Plate-forme de Transformation Digitale et IA, la gestion d’actifs au-delà des systèmes existants

28/01/2019

La nouvelle génération de services et activités est digitale, et essentiellement axée sur la plate-forme connue sous le nom de Plate-forme de Transformation Digitale (PTD). La plupart des activités du futur suivront, pour se développer, des feuilles de route qui se rejoignent sur une tendance précise : mettre en place des architectures qui permettent de saisir les opportunités commerciales créées par les technologies habilitantes de dernière génération, ayant connu d’importantes évolutions au cours des dernières années, telles que le Web 2.0, l’IA, l’informatique sur le cloud et l’Internet des objets (IdO).

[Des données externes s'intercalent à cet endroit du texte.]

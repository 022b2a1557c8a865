//! Command helper utilities

use std::path::{Path, PathBuf};

use crate::cli::Cli;
use crate::config::{DEFAULT_ASSETS_DIR, DEFAULT_PRIMARY_DIR, DEFAULT_SECONDARY_DIR, InstallConfig};
use crate::error::{KitError, Result};
use crate::path_utils::normalize_root;

/// Resolved locations shared by install, uninstall and status
#[derive(Debug, Clone)]
pub struct CommandContext {
    pub config: InstallConfig,
    pub assets_dir: PathBuf,
}

impl CommandContext {
    /// Resolve global options against the current directory
    ///
    /// Options not given on the command line or in the environment fall back
    /// to `~/.claude`, `~/.agentkit` and `./kit`.
    pub fn from_cli(cli: &Cli) -> Result<Self> {
        let cwd = std::env::current_dir().map_err(|e| KitError::IoError {
            message: format!("Failed to get current directory: {e}"),
        })?;
        Ok(Self::resolve(cli, &cwd))
    }

    fn resolve(cli: &Cli, cwd: &Path) -> Self {
        let primary = cli
            .primary_dir
            .clone()
            .unwrap_or_else(|| PathBuf::from(DEFAULT_PRIMARY_DIR));
        let secondary = cli
            .secondary_dir
            .clone()
            .unwrap_or_else(|| PathBuf::from(DEFAULT_SECONDARY_DIR));
        let assets = cli
            .assets_dir
            .clone()
            .unwrap_or_else(|| PathBuf::from(DEFAULT_ASSETS_DIR));

        Self {
            config: InstallConfig::resolve(&primary, &secondary, cli.lockfile.as_deref(), cwd),
            assets_dir: normalize_root(&assets, cwd),
        }
    }
}
//! Test fixtures for reducing test setup duplication.
//!
//! - [`FaultyFs`]: a [`FileSystem`] over the real disk that fails chosen reads, writes or removals
//! - [`KitBuilder`]: writes an asset kit directory in a temp dir
//!
//! # Usage
//!
//! ```ignore
//! use crate::test_fixtures::{FaultyFs, KitBuilder};
//!
//! #[test]
//! fn my_test() {
//!     let kit = KitBuilder::new().primary("agents/a.md", "agent").build();
//!     let fs = FaultyFs::new().fail_on_nth_write(2);
//! }
//! ```

#![allow(clippy::expect_used)]

use std::cell::Cell;
use std::io;
use std::path::{Path, PathBuf};

use tempfile::TempDir;

use crate::common::{FileSystem, OsFileSystem};
use crate::error::{FsOp, KitError, Result};

/// Real file system with injected failures
pub struct FaultyFs {
    inner: OsFileSystem,
    fail_reads_of: Vec<PathBuf>,
    fail_writes_to: Vec<PathBuf>,
    fail_removes_of: Vec<PathBuf>,
    fail_on_write: Option<usize>,
    error_kind: io::ErrorKind,
    writes: Cell<usize>,
}

impl FaultyFs {
    pub fn new() -> Self {
        Self {
            inner: OsFileSystem,
            fail_reads_of: Vec::new(),
            fail_writes_to: Vec::new(),
            fail_removes_of: Vec::new(),
            fail_on_write: None,
            error_kind: io::ErrorKind::StorageFull,
            writes: Cell::new(0),
        }
    }

    /// Every `read` of `path` fails
    pub fn fail_reads_of(mut self, path: &Path) -> Self {
        self.fail_reads_of.push(path.to_path_buf());
        self
    }

    /// Every `write` to `path` fails
    pub fn fail_writes_to(mut self, path: &Path) -> Self {
        self.fail_writes_to.push(path.to_path_buf());
        self
    }

    /// The `n`th call to `write` (1-based) fails
    pub fn fail_on_nth_write(mut self, n: usize) -> Self {
        self.fail_on_write = Some(n);
        self
    }

    /// Every `remove` of `path` fails
    pub fn fail_removes_of(mut self, path: &Path) -> Self {
        self.fail_removes_of.push(path.to_path_buf());
        self
    }

    /// I/O error kind used for injected failures (default: storage full)
    pub fn with_error_kind(mut self, kind: io::ErrorKind) -> Self {
        self.error_kind = kind;
        self
    }

    /// Number of `write` calls seen so far
    pub fn write_count(&self) -> usize {
        self.writes.get()
    }

    fn injected(&self, op: FsOp, path: &Path) -> KitError {
        KitError::from_io(
            op,
            path,
            &io::Error::new(self.error_kind, "injected failure"),
        )
    }
}

impl Default for FaultyFs {
    fn default() -> Self {
        Self::new()
    }
}

impl FileSystem for FaultyFs {
    fn create_dir_all(&self, path: &Path) -> Result<()> {
        self.inner.create_dir_all(path)
    }

    fn copy_file(&self, src: &Path, dst: &Path) -> Result<()> {
        self.inner.copy_file(src, dst)
    }

    fn read(&self, path: &Path) -> Result<Vec<u8>> {
        if self.fail_reads_of.iter().any(|p| p == path) {
            return Err(self.injected(FsOp::Read, path));
        }
        self.inner.read(path)
    }

    fn write(&self, path: &Path, contents: &[u8]) -> Result<()> {
        let count = self.writes.get() + 1;
        self.writes.set(count);
        if self.fail_on_write == Some(count) || self.fail_writes_to.iter().any(|p| p == path) {
            return Err(self.injected(FsOp::Write, path));
        }
        self.inner.write(path, contents)
    }

    fn remove(&self, path: &Path, force: bool) -> Result<()> {
        if self.fail_removes_of.iter().any(|p| p == path) {
            return Err(self.injected(FsOp::Write, path));
        }
        self.inner.remove(path, force)
    }

    fn exists(&self, path: &Path) -> bool {
        self.inner.exists(path)
    }

    fn is_dir(&self, path: &Path) -> Result<bool> {
        self.inner.is_dir(path)
    }

    fn list_dir(&self, path: &Path) -> Result<Vec<String>> {
        self.inner.list_dir(path)
    }
}

/// Builds an asset kit on disk
pub struct KitBuilder {
    temp: TempDir,
    descriptor: Option<String>,
}

impl KitBuilder {
    pub fn new() -> Self {
        Self {
            temp: TempDir::new().expect("Failed to create temp directory"),
            descriptor: Some("name: test-kit\nversion: 1.0.0\n".to_string()),
        }
    }

    /// Replace the `kit.yaml` content; `None` leaves the kit without one
    pub fn descriptor(mut self, yaml: Option<&str>) -> Self {
        self.descriptor = yaml.map(str::to_string);
        self
    }

    /// Add a file under `primary/`
    pub fn primary(self, relative: &str, content: &str) -> Self {
        self.file("primary", relative, content)
    }

    /// Add a file under `secondary/`
    pub fn secondary(self, relative: &str, content: &str) -> Self {
        self.file("secondary", relative, content)
    }

    fn file(self, group: &str, relative: &str, content: &str) -> Self {
        let path = self.temp.path().join("kit").join(group).join(relative);
        std::fs::create_dir_all(path.parent().expect("file has a parent"))
            .expect("Failed to create kit directory");
        std::fs::write(&path, content).expect("Failed to write kit file");
        self
    }

    /// Write `kit.yaml` and return the temp dir with the kit root
    pub fn build(self) -> (TempDir, PathBuf) {
        let root = self.temp.path().join("kit");
        std::fs::create_dir_all(&root).expect("Failed to create kit root");
        if let Some(yaml) = &self.descriptor {
            std::fs::write(root.join("kit.yaml"), yaml).expect("Failed to write kit.yaml");
        }
        (self.temp, root)
    }
}

impl Default for KitBuilder {
    fn default() -> Self {
        Self::new()
    }
}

Ces nouvelles architectures sont nécessaires pour qui veut utiliser les technologies afin de promouvoir l’intégration entre les procédures front-end (celles qui « voient » l’utilisateur) et back-end (celles qui « font fonctionner le service ») et ce, de manière beaucoup plus évoluée qu’il n’y pas si longtemps. Il ne s’agit pas d’une affirmation de l’ERP (Enterprise Resource Planning), mais plutôt de l’intersection et de l’intégration des éléments de la sphère digitale désormais considérés comme essentiels :

  1. Systèmes d’information ouverts
  2. Expérience client et utilisateur
  3. Internet des objets – IdO
  4. Veille économique, données et analyses
  5. Écosystèmes et partenariats.

L’objectif consiste à créer une « entreprise cognitive », capable de comprendre la volatilité des conditions externes et de marché, et à s’y adapter constamment, dans la mesure où ses secteurs de production sont clairement en lien avec l’extérieur. L’entreprise devient « agile » en innovation produits et peut avoir un rôle moteur pour les nouveaux secteurs. Ainsi, l’expérimentation et l’innovation sont rapides et l’assimilation des évolutions ne rencontre pas d’obstacles opérationnels et informatiques. En outre, il est nécessaire de mettre en place une gouvernance en mesure de créer de la valeur à partir d’échanges d’informations hautement digitalisées – les données – et disposant de la capacité à interpréter ces données à des fins opérationnelles et stratégiques. On assiste à une évolution dans la mesure où l’on passe d’une gouvernance de l’efficacité opérationnelle au développement de capacités de transformation.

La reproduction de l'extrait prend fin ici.